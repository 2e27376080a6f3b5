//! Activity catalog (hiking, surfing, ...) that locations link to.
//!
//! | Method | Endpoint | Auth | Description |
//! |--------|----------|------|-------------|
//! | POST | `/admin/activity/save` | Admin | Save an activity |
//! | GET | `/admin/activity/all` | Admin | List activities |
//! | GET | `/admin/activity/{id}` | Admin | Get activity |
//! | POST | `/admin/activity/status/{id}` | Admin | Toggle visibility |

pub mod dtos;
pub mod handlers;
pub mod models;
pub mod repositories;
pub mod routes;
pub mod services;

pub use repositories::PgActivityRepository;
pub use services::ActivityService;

────

• _PROBLEM DETAILS_: Once the line containing "pub use repositories::PgActivityRepository;" is found, output it and each line after it through the end of the listing above, exactly, with nothing else.

• _ANSWER TO THIS TASK_:
pub use repositories::PgActivityRepository;
pub use services::ActivityService;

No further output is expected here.